%%

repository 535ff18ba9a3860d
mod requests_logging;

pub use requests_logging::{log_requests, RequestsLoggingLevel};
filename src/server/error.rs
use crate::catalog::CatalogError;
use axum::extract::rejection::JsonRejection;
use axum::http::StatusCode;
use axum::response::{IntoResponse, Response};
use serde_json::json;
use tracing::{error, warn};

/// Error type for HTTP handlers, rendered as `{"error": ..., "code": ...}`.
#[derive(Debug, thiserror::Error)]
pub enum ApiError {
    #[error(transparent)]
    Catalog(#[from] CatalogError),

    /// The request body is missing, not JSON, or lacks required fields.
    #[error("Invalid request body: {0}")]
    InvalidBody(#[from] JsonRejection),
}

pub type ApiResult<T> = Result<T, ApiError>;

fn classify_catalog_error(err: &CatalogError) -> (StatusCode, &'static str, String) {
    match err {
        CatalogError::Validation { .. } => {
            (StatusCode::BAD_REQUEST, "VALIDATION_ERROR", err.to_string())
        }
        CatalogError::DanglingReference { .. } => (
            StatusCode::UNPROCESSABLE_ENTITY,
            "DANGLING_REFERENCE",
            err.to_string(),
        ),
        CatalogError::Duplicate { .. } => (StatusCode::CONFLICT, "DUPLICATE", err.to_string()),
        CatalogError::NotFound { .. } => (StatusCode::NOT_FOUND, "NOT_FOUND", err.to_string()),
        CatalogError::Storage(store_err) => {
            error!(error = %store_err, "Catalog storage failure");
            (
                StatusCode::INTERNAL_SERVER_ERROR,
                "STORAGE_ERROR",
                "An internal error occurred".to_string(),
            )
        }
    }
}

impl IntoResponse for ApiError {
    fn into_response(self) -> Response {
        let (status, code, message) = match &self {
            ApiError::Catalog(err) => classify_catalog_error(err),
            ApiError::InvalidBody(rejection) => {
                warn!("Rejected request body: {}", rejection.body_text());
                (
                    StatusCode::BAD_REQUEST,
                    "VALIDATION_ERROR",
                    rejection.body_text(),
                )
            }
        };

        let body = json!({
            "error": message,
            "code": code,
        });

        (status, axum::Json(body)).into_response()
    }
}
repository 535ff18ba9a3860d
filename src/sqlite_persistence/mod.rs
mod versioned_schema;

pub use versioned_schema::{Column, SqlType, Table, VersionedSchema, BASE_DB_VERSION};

%%
%%

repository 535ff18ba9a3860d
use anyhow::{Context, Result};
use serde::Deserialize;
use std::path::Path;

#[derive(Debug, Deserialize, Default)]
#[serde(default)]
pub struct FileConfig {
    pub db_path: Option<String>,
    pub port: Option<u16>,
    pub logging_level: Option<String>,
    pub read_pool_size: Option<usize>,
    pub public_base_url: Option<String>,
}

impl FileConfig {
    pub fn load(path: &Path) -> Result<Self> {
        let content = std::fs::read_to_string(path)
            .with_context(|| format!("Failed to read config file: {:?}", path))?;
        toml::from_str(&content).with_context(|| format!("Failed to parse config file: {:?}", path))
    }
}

%%

[About this exercise]:
Please return the lines above that run from the line containing "impl IntoResponse for" to the line containing "mod versioned_schema;", inclusive, exactly and with no other lines.

[Response]:
impl IntoResponse for ApiError {
    fn into_response(self) -> Response {
        let (status, code, message) = match &self {
            ApiError::Catalog(err) => classify_catalog_error(err),
            ApiError::InvalidBody(rejection) => {
                warn!("Rejected request body: {}", rejection.body_text());
                (
                    StatusCode::BAD_REQUEST,
                    "VALIDATION_ERROR",
                    rejection.body_text(),
                )
            }
        };

        let body = json!({
            "error": message,
            "code": code,
        });

        (status, axum::Json(body)).into_response()
    }
}
repository 535ff18ba9a3860d
filename src/sqlite_persistence/mod.rs
mod versioned_schema;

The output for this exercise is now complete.